More often, though, Flick’s concept is more interesting than his execution; his individual images are small enough to cause eyestrain, yet up close, the grids are overwhelming to the point of fatigue. Flick’s approach pales compared to the one used by Ed Ruscha in his celebrated 1966 fold-out book Every Building on the Sunset Strip, which placed its lengthy streetscapes into a much easier to understand 7 1/8 inch-by-297 inch format.

Mayes also made her images from a moving car, traveling across the country and flipping the shutter whenever the landscape changed. Mayes’ technique is well designed to capture horizontal bands of road, grass and sky (middle). Such visuals exude a hypnotic rhythm, but one that becomes a little too hypnotic; her photographs end up being only marginally more absorbing than Flick’s.

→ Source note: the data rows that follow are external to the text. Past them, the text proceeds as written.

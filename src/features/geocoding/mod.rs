//! Reverse geocoding proxy in front of Nominatim.

pub mod dtos;
pub mod handlers;
pub mod routes;
pub mod services;

pub use services::{GeocodingService, NominatimClient};
pub mod zone_dto;

pub use zone_dto::{
    BoundsDto, CoordinateQuery, ResolutionDto, ZoneLookupResponseDto, ZoneResponseDto,
};
use jsonwebtoken::{encode, EncodingKey, Header};

pub const TEST_JWT_SECRET: &str = "test-secret-do-not-use";

pub fn issue_token_with_claims(claims: &serde_json::Value, secret: &str) -> String {
    encode(
        &Header::default(),
        claims,
        &EncodingKey::from_secret(secret.as_bytes()),
    )
    .expect("failed to sign test token")
}

/// Token for `user_id`, valid for ten minutes, signed with [`TEST_JWT_SECRET`]
pub fn issue_token(user_id: &str) -> String {
    let exp = chrono::Utc::now().timestamp() + 600;
    issue_token_with_claims(
        &serde_json::json!({ "userId": user_id, "exp": exp }),
        TEST_JWT_SECRET,
    )
}
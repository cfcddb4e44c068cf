mod jakim_client;

pub use jakim_client::{JakimClient, PrayerTimeUpstream, UpstreamPrayerDay};
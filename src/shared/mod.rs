pub mod clock;
pub mod constants;
#[cfg(test)]
pub mod test_helpers;
pub mod types;
pub mod validation;
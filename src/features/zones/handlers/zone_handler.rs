use std::sync::Arc;

use axum::{
    extract::{Path, State},
    Json,
};
use validator::Validate;

use crate::core::error::{AppError, Result};
use crate::core::extractor::AppQuery;
use crate::features::zones::dtos::{CoordinateQuery, ZoneLookupResponseDto, ZoneResponseDto};
use crate::features::zones::services::ZoneResolver;
use crate::shared::types::{ApiResponse, Meta};
use crate::shared::validation::normalize_zone_code;

/// List all JAKIM zones
#[utoipa::path(
    get,
    path = "/api/zones",
    responses(
        (status = 200, description = "All zones in resolution order", body = ApiResponse<Vec<ZoneResponseDto>>)
    ),
    tag = "zones"
)]
pub async fn list_zones(
    State(resolver): State<Arc<ZoneResolver>>,
) -> Result<Json<ApiResponse<Vec<ZoneResponseDto>>>> {
    let zones: Vec<ZoneResponseDto> = resolver.zones().iter().map(Into::into).collect();
    let total = zones.len() as i64;
    Ok(Json(ApiResponse::success(
        Some(zones),
        None,
        Some(Meta { total }),
    )))
}

/// Get a zone by code
#[utoipa::path(
    get,
    path = "/api/zones/{code}",
    params(
        ("code" = String, Path, description = "JAKIM zone code, e.g. WLY01")
    ),
    responses(
        (status = 200, description = "Zone details", body = ApiResponse<ZoneResponseDto>),
        (status = 400, description = "Malformed zone code"),
        (status = 404, description = "Zone not found")
    ),
    tag = "zones"
)]
pub async fn get_zone(
    State(resolver): State<Arc<ZoneResolver>>,
    Path(code): Path<String>,
) -> Result<Json<ApiResponse<ZoneResponseDto>>> {
    let code = normalize_zone_code(&code)
        .ok_or_else(|| AppError::BadRequest("Invalid zone code format".to_string()))?;

    let zone = resolver
        .find(&code)
        .ok_or_else(|| AppError::NotFound(format!("Zone {} not found", code)))?;

    Ok(Json(ApiResponse::success(Some(zone.into()), None, None)))
}

/// Resolve coordinates to a JAKIM zone
///
/// Coordinates outside every zone rectangle resolve to the nearest zone.
#[utoipa::path(
    get,
    path = "/api/zones/from-coordinates",
    params(CoordinateQuery),
    responses(
        (status = 200, description = "Resolved zone", body = ApiResponse<ZoneLookupResponseDto>),
        (status = 400, description = "Coordinates missing, not numeric, or outside Malaysia")
    ),
    tag = "zones"
)]
pub async fn zone_from_coordinates(
    State(resolver): State<Arc<ZoneResolver>>,
    AppQuery(query): AppQuery<CoordinateQuery>,
) -> Result<Json<ApiResponse<ZoneLookupResponseDto>>> {
    query
        .validate()
        .map_err(|e| AppError::Validation(e.to_string()))?;

    let coordinate = query.coordinate();
    let found = resolver.resolve(coordinate);

    Ok(Json(ApiResponse::success(
        Some(ZoneLookupResponseDto::new(coordinate, found)),
        None,
        None,
    )))
}
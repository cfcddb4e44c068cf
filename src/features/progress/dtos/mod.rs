pub mod progress_dto;

pub use progress_dto::{LocationDto, RecordPrayerDto, UpdateLocationDto, UserProgressResponseDto};
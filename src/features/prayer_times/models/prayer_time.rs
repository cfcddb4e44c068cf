use chrono::NaiveDate;
use serde::{Deserialize, Serialize};
use utoipa::ToSchema;

/// Where a prayer-time record came from
#[derive(Debug, Clone, Copy, PartialEq, Eq, Serialize, Deserialize, ToSchema)]
pub enum PrayerTimeSource {
    #[serde(rename = "jakim-official")]
    JakimOfficial,
    #[serde(rename = "fallback-cached")]
    FallbackCached,
    #[serde(rename = "cache")]
    Cache,
}

/// The five daily prayers plus the optional imsak and syuruk markers
#[derive(Debug, Clone, PartialEq, Eq, Serialize, Deserialize, ToSchema)]
#[serde(rename_all = "camelCase")]
pub struct PrayerTimes {
    #[schema(example = "05:49:00")]
    pub fajr: String,
    #[schema(example = "13:00:00")]
    pub dhuhr: String,
    #[schema(example = "16:19:00")]
    pub asr: String,
    #[schema(example = "18:59:00")]
    pub maghrib: String,
    #[schema(example = "20:10:00")]
    pub isha: String,
    #[serde(default, skip_serializing_if = "Option::is_none")]
    pub imsak: Option<String>,
    #[serde(default, skip_serializing_if = "Option::is_none")]
    pub syuruk: Option<String>,
}

/// Prayer times for one zone on one day
#[derive(Debug, Clone, PartialEq, Eq, Serialize, Deserialize, ToSchema)]
#[serde(rename_all = "camelCase")]
pub struct PrayerTimeRecord {
    #[serde(flatten)]
    pub times: PrayerTimes,
    #[schema(value_type = String, format = Date, example = "2026-10-16")]
    pub date: NaiveDate,
    #[schema(example = "WLY01")]
    pub zone: String,
    #[schema(example = "Kuala Lumpur, Putrajaya")]
    pub location_name: String,
    pub source: PrayerTimeSource,
}

impl PrayerTimeRecord {
    /// Copy of this record carrying a different source tag
    pub fn with_source(&self, source: PrayerTimeSource) -> Self {
        Self {
            source,
            ..self.clone()
        }
    }
}

#[cfg(test)]
mod tests {
    use super::*;

    fn record() -> PrayerTimeRecord {
        PrayerTimeRecord {
            times: PrayerTimes {
                fajr: "05:49:00".to_string(),
                dhuhr: "13:00:00".to_string(),
                asr: "16:19:00".to_string(),
                maghrib: "18:59:00".to_string(),
                isha: "20:10:00".to_string(),
                imsak: Some("05:39:00".to_string()),
                syuruk: None,
            },
            date: NaiveDate::from_ymd_opt(2026, 10, 16).unwrap(),
            zone: "WLY01".to_string(),
            location_name: "Kuala Lumpur, Putrajaya".to_string(),
            source: PrayerTimeSource::JakimOfficial,
        }
    }

    #[test]
    fn test_serializes_flat_camel_case() {
        let json = serde_json::to_value(record()).unwrap();

        assert_eq!(json["fajr"], "05:49:00");
        assert_eq!(json["imsak"], "05:39:00");
        assert!(json.get("syuruk").is_none());
        assert_eq!(json["date"], "2026-10-16");
        assert_eq!(json["locationName"], "Kuala Lumpur, Putrajaya");
        assert_eq!(json["source"], "jakim-official");
    }

    #[test]
    fn test_with_source_leaves_original_untouched() {
        let original = record();
        let tagged = original.with_source(PrayerTimeSource::Cache);

        assert_eq!(tagged.source, PrayerTimeSource::Cache);
        assert_eq!(original.source, PrayerTimeSource::JakimOfficial);
        assert_eq!(tagged.times, original.times);
    }
}
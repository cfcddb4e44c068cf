use std::sync::Arc;

use axum::{routing::get, Router};

use crate::features::prayer_times::handlers;
use crate::features::prayer_times::services::PrayerTimeService;

/// Create routes for the prayer times feature
pub fn routes(service: Arc<PrayerTimeService>) -> Router {
    Router::new()
        .route(
            "/api/prayer-times/by-coordinates",
            get(handlers::get_prayer_times_by_coordinates),
        )
        .route(
            "/api/prayer-times/{zone_code}",
            get(handlers::get_prayer_times),
        )
        .with_state(service)
}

The most engaging images come from Fitch, in part because they’re carefully thought out rather than happenstance. Unlike the others, Fitch focuses on objects—-kitschy billboards, run-down dinosaur statues, and patently offensive Indian-themed motels. (For good measure, the Wigwam is actually constructed like a teepee.)

The exhibit includes a few too many of Fitch’s images of a creepy snakepit and zoo in rural Oklahoma, but this excess is made up for by the exhibit’s most captivating photograph: a deserted, nighttime image of the art-deco Trail drive-in movie theater in San Antonio (top), decorated by a vernacular rendering of a cowboy scene. The fresco offers a perfect example of how reality, fantasy and art come together to produce the myth of the American West.

The exhibit is on view daily (except Christmas) to Jan. 20, 2014 at the Smithsonian American Art Museum, 8th and F streets NW.